Retype all of the entries that appear below, keeping them exactly as they are.

*** Block opens ***

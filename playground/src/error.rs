use thiserror::Error;

/// Why the dataset preview could not be used. Never fatal: callers fall back
/// to synthetic points.
#[derive(Debug, Error)]
pub enum PreviewError {
    #[error("HTTP error: {0}")]
    Http(String),
    #[error("malformed preview body: {0}")]
    Decode(String),
    #[error("preview arrays disagree in length: x={x}, y={y}, target={target}")]
    LengthMismatch { x: usize, y: usize, target: usize },
    #[error("preview task failed: {0}")]
    Join(#[from] tokio::task::JoinError),
}

#[derive(Debug, Error)]
pub enum ConfigError {
    #[error("could not determine data directory")]
    NoDataDir,
    #[error("I/O error: {0}")]
    Io(#[from] std::io::Error),
    #[error("JSON error: {0}")]
    Json(#[from] serde_json::Error),
}

#[derive(Debug, Error)]
pub enum PlaygroundError {
    #[error(transparent)]
    Config(#[from] ConfigError),
    #[error(transparent)]
    Preview(#[from] PreviewError),
    #[error("logging setup failed: {0}")]
    Logging(String),
}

*** Block closes ***

#### [Written response]
filename playground/src/error.rs
use thiserror::Error;

/// Why the dataset preview could not be used. Never fatal: callers fall back
/// to synthetic points.
#[derive(Debug, Error)]
pub enum PreviewError {
    #[error("HTTP error: {0}")]
    Http(String),
    #[error("malformed preview body: {0}")]
    Decode(String),
    #[error("preview arrays disagree in length: x={x}, y={y}, target={target}")]
    LengthMismatch { x: usize, y: usize, target: usize },
    #[error("preview task failed: {0}")]
    Join(#[from] tokio::task::JoinError),
}

#[derive(Debug, Error)]
pub enum ConfigError {
    #[error("could not determine data directory")]
    NoDataDir,
    #[error("I/O error: {0}")]
    Io(#[from] std::io::Error),
    #[error("JSON error: {0}")]
    Json(#[from] serde_json::Error),
}

#[derive(Debug, Error)]
pub enum PlaygroundError {
    #[error(transparent)]
    Config(#[from] ConfigError),
    #[error(transparent)]
    Preview(#[from] PreviewError),
    #[error("logging setup failed: {0}")]
    Logging(String),
}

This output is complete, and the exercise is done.